Yes, cycling can be dangerous but how dangerous? If you listen to many mainstream media outlets in countries like Australia, USA, the UK and elsewhere you'd never sling a leg over a bike.

cycling, advocacy

Cyclist and fog at Lake Wendouree, Ballarat (Ed Dunens/Flickr/CC) Source: Ed Dunens

If you open the pages of many newspapers, head online at their digital offerings or tune into the six-o-clock news you'd get the impression that it was open season on cyclists and that riding a bike was the most dangerous thing you can do on wheels. 

Sure, it can be dangerous to ride a bike in some instances, but media coverage often doesn't meet with the statistical reality, as Rick Vosper observes in Bicycle Retailer and Industry News.
"The constant and overwhelming media message is simple:Every trip by bike is a potential trip to the graveyard. Of course, that’s nonsense, and a review of the actual figures exposes that media-induced hysteria for the cynical fraud it is. But who cares? Via consistent (drip) repetition (drip) over time (drip), that cycling = death message has become engrained in the public perception. And in the business of marketing, the business of public relations, the business that sets the national agenda about how people spend their time and money, that perception has already become reality."
And that's exactly how its framed here too in Australia, with practically no blame ever assigned to motorists for death or injury in many news articles.
Here’s how it works: “The cyclist, who was not wearing a helmet…” implies not only that a helmet would have saved the cyclist’s life, but that the cyclist was therefore somehow culpable in their own death. The rider in question could have been struck by a drunk driver, flattened by a runaway train, or obliterated by a falling comet. It doesn’t matter. If the cyclist is not wearing a helmet, their death is no one’s fault but their own.
Vosper ends his commentary this way:
The problem is not bikes. It’s not cycling. The problem is that bikes and cycling are being unfairly characterized as a deadly pastime. And that, by doing nothing to stop it, we’ve allowed that demonization to happen.
But there is also another aspect to this I'd like to touch on. Here at Cycling Central I've always taken the editorial view to not focus too deeply on rider casualities or incidents where injury occurs and avoid much of the drumbeat around those.
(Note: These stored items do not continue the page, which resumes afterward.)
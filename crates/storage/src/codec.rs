//! CBOR encoding for raw records.

use bytes::Bytes;
use serde::Serialize;
use serde::de::DeserializeOwned;

use crate::{StorageError, StorageResult};

/// Encode `value` for storage or the wire.
///
/// # Errors
///
/// Fails if serialization fails.
pub fn encode<T: Serialize>(value: &T) -> StorageResult<Bytes> {
    let mut buf = Vec::new();
    ciborium::into_writer(value, &mut buf).map_err(|e| StorageError::Encode(e.to_string()))?;
    Ok(Bytes::from(buf))
}

/// Decode a value produced by [`encode`].
///
/// # Errors
///
/// Fails if the bytes do not decode as `T`.
pub fn decode<T: DeserializeOwned>(bytes: &[u8]) -> StorageResult<T> {
    ciborium::from_reader(bytes).map_err(|e| StorageError::Decode(e.to_string()))
}
impl ClusterInner {
    /// Mark the run failed and hand `err` back for propagation.
    pub(crate) fn fail(&self, err: HarnessError) -> HarnessError {
        self.failed.store(true, Ordering::SeqCst);
        error!(error = %err, "cluster harness failure");
        err
    }

    /// Clock of slot `index`.
    pub(crate) fn clock_for(&self, index: usize) -> Arc<Clock> {
        self.config
            .clocks
            .get(index)
            .and_then(Option::as_ref)
            .unwrap_or(&self.clock)
            .clone()
    }

    pub(crate) fn running(&self, index: usize) -> Option<RunningNode> {
        self.registry
            .read()
            .slots
            .get(index)
            .and_then(|slot| slot.running.clone())
    }

    /// Stores of every running node, by slot index.
    pub(crate) fn live_stores(&self) -> Vec<(usize, Arc<Store>)> {
        self.registry
            .read()
            .slots
            .iter()
            .enumerate()
            .filter_map(|(index, slot)| {
                slot.running.as_ref().map(|r| (index, r.store.clone()))
            })
            .collect()
    }

    /// Advance the shared clock far enough that every lease granted so far
    /// has expired.
    pub(crate) fn expire_leases(&self) {
        let store = self
            .registry
            .read()
            .slots
            .iter()
            .find_map(|slot| slot.running.as_ref().map(|r| r.store.clone()));
        let Some(store) = store else {
            warn!("no running store to expire leases against");
            return;
        };
        let nanos = store.lease_expiration();
        let now = self.manual_clock.increment(nanos);
        debug!(by_nanos = nanos, now, "expired leases");
    }
}

/// Slot index of `node_id`.
pub(crate) fn node_index(node_id: NodeId) -> Option<usize> {
    usize::try_from(node_id.value()).ok()?.checked_sub(1)
}

fn ident_for(index: usize) -> StoreIdent {
    let id = u32::try_from(index + 1).unwrap_or(u32::MAX);
    StoreIdent {
        node_id: NodeId::new(id),
        store_id: StoreId::new(id),
    }
}

/// A simulated multi-node cluster.
///
/// Cheap to clone; clones share the same nodes.
#[derive(Clone)]
pub struct ClusterContext {
    pub(crate) inner: Arc<ClusterInner>,
}

impl std::fmt::Debug for ClusterContext {
    fn fmt(&self, f: &mut std::fmt::Formatter<'_>) -> std::fmt::Result {
        f.debug_struct("ClusterContext")
            .field("nodes", &self.num_nodes())
            .field("failed", &self.is_failed())
            .finish_non_exhaustive()
    }
}
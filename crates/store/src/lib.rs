//! The per-node store: range replicas driven by raft, range leases, replica
//! garbage collection, raft message transport, node liveness and the store
//! pool.
//!
//! A [`Store`] owns an [`ranger_storage::Engine`] and the [`Replica`]s living
//! on it. Each replica runs its own openraft group whose log, vote and
//! applied state live in the store's engine; raft RPCs between replicas
//! travel over the node's [`RaftTransport`].

#![warn(missing_docs)]
#![warn(clippy::pedantic)]
#![warn(clippy::nursery)]

mod config;
mod error;
mod liveness;
pub mod raft;
mod replica;
mod store;
mod store_pool;
mod stores;
pub mod transport;

pub use config::{StoreConfig, StoreSettings, StoreTestingKnobs};
pub use error::{StoreError, StoreResult};
pub use liveness::{Liveness, NodeLiveness};
pub use raft::{CommandResponse, RaftCommand, RaftStatus, RangeTypeConfig, ServerState};
pub use replica::{Replica, ReplicaState};
pub use store::{FIRST_RANGE_ID, Store};
pub use store_pool::StorePool;
pub use stores::Stores;
pub use transport::{
    NodeAddressResolver, RaftMessageHandler, RaftMessageRequest, RaftMessageResponse, RaftPayload,
    RaftTransport, RaftTransportError,
};
//! # dropring-core
//!
//! The ring vocabulary of the drop machine.
//!
//! The machine has three concentric rings. Each [`Ring`] carries a stable
//! index and a fixed number of drop positions:
//!
//! ```
//! use dropring_core::Ring;
//!
//! assert_eq!(Ring::Outer.drop_count(), 13);
//! assert_eq!("INNER".parse::<Ring>().map(Ring::index), Ok(1));
//! ```
//!
//! ## Architectural Constraints
//!
//! - Closed: exactly three rings, none can be added at runtime
//! - Immutable: every attribute is a compile-time constant
//! - Pure: no I/O, no shared state, safe to read from any thread
//!
//! ## Features
//!
//! - `serde`: derive `Serialize`/`Deserialize` for [`Ring`] using the
//!   canonical upper-case names

// =============================================================================
// MODULES
// =============================================================================

pub mod ring;
pub mod types;

// =============================================================================
// RE-EXPORTS
// =============================================================================

pub use ring::{INNER_DROP_COUNT, MIDDLE_DROP_COUNT, OUTER_DROP_COUNT, Ring};
pub use types::DropRingError;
The reason? A constant focus on how bad it can be on our roads (too often done by well meaning cycling advocates and organisations themselves) only serves to reinforce perceptions of danger to other cyclists, potential cyclists and the wider public, while breeding a siege mentality in the community.

I'm not asking that we bury bad news but that we be more discerning in how we ourselves frame it. Well publicised incidents aside, cycling is a largely fun and safe activity in Australia - don't let unflattering headlines inform you of the opposite and lets not add to the noise.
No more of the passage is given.